And that is no bueno. Should I just put the whole thing in a LOOP?

#10Brian Dunavant
brian@omniti.com
In reply to: Robert DiFalco (#9)
Re: Simple Atomic Relationship Insert

The loop to run it twice handles that yes. I don't think that buys
you anything over a more traditional non-cte method though. I'd run
them a few thousand times to see if there's any difference in runtimes
but my guess is the CTE version would be slightly slower here.

v_id integer;
BEGIN;
select id into v_id from hometowns where name = hometown_name;
BEGIN
insert into hometowns (name)
select hometown_name where v_id is null
returning id into v_id;
EXCEPTION WHEN unique_violation
THEN
select id into v_id from hometowns where name = hometown_name;
END;
insert into users (name, hometown_id)
values ('Robert', v_id);
END;

On Tue, Jan 13, 2015 at 5:06 PM, Robert DiFalco
<robert.difalco@gmail.com> wrote:

This seems to get rid of the INSERT race condition.

CREATE OR REPLACE FUNCTION select_hometown_id(hometown_name VARCHAR) RETURNS
INTEGER AS $
DECLARE hometown_id INTEGER;
BEGIN
LOOP
BEGIN
WITH sel AS (
SELECT id FROM hometowns WHERE name = hometown_name
), ins AS (
INSERT INTO hometowns (name)
SELECT hometown_name
WHERE NOT EXISTS(SELECT 1 FROM sel)
RETURNING id
)
SELECT id INTO hometown_id FROM ins UNION ALL SELECT id FROM sel;
RETURN hometown_id;

EXCEPTION WHEN unique_violation
THEN
END;
END LOOP;
END;
$ LANGUAGE plpgsql;

On Tue, Jan 13, 2015 at 1:53 PM, Brian Dunavant <brian@omniti.com> wrote:

With the single CTE I don't believe you can do a full upsert loop. If
you're doing this inside of a postgres function, your changes are
already atomic, so I don't believe by switching you are buying
yourself much (if anything) by using a CTE query instead of something
more traditional here.

The advantages of switching to a CTE would be if this code was all
being done inside of the app code with multiple queries.
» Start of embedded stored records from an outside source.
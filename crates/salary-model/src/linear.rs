//! Ordinary least-squares style linear model

use salary_core::{Error, FeatureVector, Result};
use serde::{Deserialize, Serialize};

use crate::regressor::{Regressor, RegressorKind};

/// `y = intercept + Σ coefficients[i] * x[i]`
#[derive(Debug, Clone, PartialEq, Serialize, Deserialize)]
pub struct LinearRegression {
    pub coefficients: Vec<f64>,
    pub intercept: f64,

    #[serde(skip, default = "default_name")]
    name: String,
}

fn default_name() -> String {
    "linear".to_string()
}

impl LinearRegression {
    pub fn new(coefficients: Vec<f64>, intercept: f64) -> Result<Self> {
        let model = Self {
            coefficients,
            intercept,
            name: default_name(),
        };
        model.check()?;
        Ok(model)
    }

    pub fn with_name(mut self, name: impl Into<String>) -> Self {
        self.name = name.into();
        self
    }

    /// Structural check run at load time
    pub fn check(&self) -> Result<()> {
        if self.coefficients.len() != FeatureVector::LEN {
            return Err(Error::model(format!(
                "linear model has {} coefficients, expected {}",
                self.coefficients.len(),
                FeatureVector::LEN
            )));
        }
        Ok(())
    }
}

impl Regressor for LinearRegression {
    fn predict(&self, features: &FeatureVector) -> Result<f64> {
        let dot: f64 = self
            .coefficients
            .iter()
            .zip(features.as_slice())
            .map(|(c, x)| c * x)
            .sum();
        Ok(self.intercept + dot)
    }

    fn name(&self) -> &str {
        &self.name
    }

    fn kind(&self) -> RegressorKind {
        RegressorKind::Linear
    }
}

#[cfg(test)]
mod tests {
    use super::*;

    #[test]
    fn test_linear_prediction() {
        let model = LinearRegression::new(vec![1000.0, 500.0, 10_000.0, 2_500.0], 20_000.0).unwrap();
        let features = FeatureVector::new([30.0, 1.0, 2.0, 5.0]);
        // 20000 + 30000 + 500 + 20000 + 12500
        assert_eq!(model.predict(&features).unwrap(), 83_000.0);
    }

    #[test]
    fn test_wrong_coefficient_count() {
        let err = LinearRegression::new(vec![1.0, 2.0, 3.0], 0.0).unwrap_err();
        assert!(err.to_string().contains("3 coefficients, expected 4"));
    }

    #[test]
    fn test_deserialize_sets_default_name() {
        let model: LinearRegression =
            serde_json::from_str(r#"{"coefficients": [1, 2, 3, 4], "intercept": 0.5}"#).unwrap();
        assert_eq!(model.name(), "linear");
        assert!(model.check().is_ok());
    }
}
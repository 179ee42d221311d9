//! Footer identifier detection: fuzzy scoring, case numbers and page counters.

pub mod detector;
pub mod fuzzy;
pub mod normalize;
pub mod patterns;

pub use detector::{Detection, IdentifierDetector, PageCounter, parse_counter};
pub use fuzzy::partial_ratio;
pub use normalize::normalize_case_number;
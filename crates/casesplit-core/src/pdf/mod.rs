//! PDF access: page rasterization, footer sampling and chunk extraction.

mod document;
mod footer;

pub use document::PdfDocument;
#[cfg(test)]
pub(crate) use document::synthetic;
pub use footer::{FooterCrop, FooterZones, ZoneRect};

use std::path::Path;

use crate::error::PdfError;

/// Result type for PDF operations.
pub type Result<T> = std::result::Result<T, PdfError>;

/// Produces the two footer crops the scanner reads for each page.
pub trait FooterSampler {
    /// Number of pages in the document.
    fn page_count(&self) -> usize;

    /// Crop the case and page-counter zones of a 0-based page.
    fn sample(&self, page: usize, dpi: u32, bottom_fraction: f64) -> Result<FooterCrop>;
}

/// Writes an inclusive 0-based page range of the source as a new document.
pub trait ChunkWriter {
    /// Write pages `start..=end` to `dest`. A failed write leaves no file.
    fn write_chunk(&self, start: usize, end: usize, dest: &Path) -> Result<()>;
}

impl<T: FooterSampler + ?Sized> FooterSampler for &T {
    fn page_count(&self) -> usize {
        (**self).page_count()
    }

    fn sample(&self, page: usize, dpi: u32, bottom_fraction: f64) -> Result<FooterCrop> {
        (**self).sample(page, dpi, bottom_fraction)
    }
}

impl<T: ChunkWriter + ?Sized> ChunkWriter for &T {
    fn write_chunk(&self, start: usize, end: usize, dest: &Path) -> Result<()> {
        (**self).write_chunk(start, end, dest)
    }
}
//! Boundary scanning: carry state, the scanner state machine and the job
//! that drives a whole run.

mod carry;
mod events;
mod job;
mod scanner;

pub use carry::{CarryState, Resolved};
pub use events::{CancelFlag, EventLog, EventSink, FnSink, NoopSink, ScanEvent};
pub use job::{RunReport, SplitJob};
pub use scanner::{BoundaryScanner, ChunkScan, ScanOutcome, ScanReport};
On Tue, Jan 13, 2015 at 4:39 PM, Robert DiFalco
<robert.difalco@gmail.com> wrote:

Well, traditionally I would create a LOOP where I tried the SELECT, if
there
was nothing I did the INSERT, if that raised an exception I would repeat
the
LOOP.

What's the best way to do it with the CTE? Currently I have the
following
which gives me Duplicate Key Exceptions when two sessions try to insert
the
same record at the same time.

CREATE OR REPLACE FUNCTION select_hometown_id(hometown_name VARCHAR)
RETURNS
INTEGER AS $
DECLARE hometown_id INTEGER;
BEGIN
WITH sel AS (
SELECT id FROM hometowns WHERE name = hometown_name
), ins AS (
INSERT INTO hometowns (name)
SELECT hometown_name
WHERE NOT EXISTS(SELECT 1 FROM sel)
RETURNING id
)
SELECT id INTO hometown_id FROM ins UNION ALL SELECT id FROM sel;
RETURN hometown_id;
END;
$ LANGUAGE plpgsql;

And that is no bueno. Should I just put the whole thing in a LOOP?

--
Sent via pgsql-general mailing list (pgsql-general@postgresql.org)
To make changes to your subscription:
http://www.postgresql.org/mailpref/pgsql-general

#11Thomas Kellerer
spam_eater@gmx.net
In reply to: Brian Dunavant (#6)
Re: Simple Atomic Relationship Insert

Brian Dunavant wrote on 13.01.2015 22:33:

What issue are you having? I'd imagine you have a race condition on
the insert into hometowns, but you'd have that same race condition in
your app code using a more traditional 3 query version as well.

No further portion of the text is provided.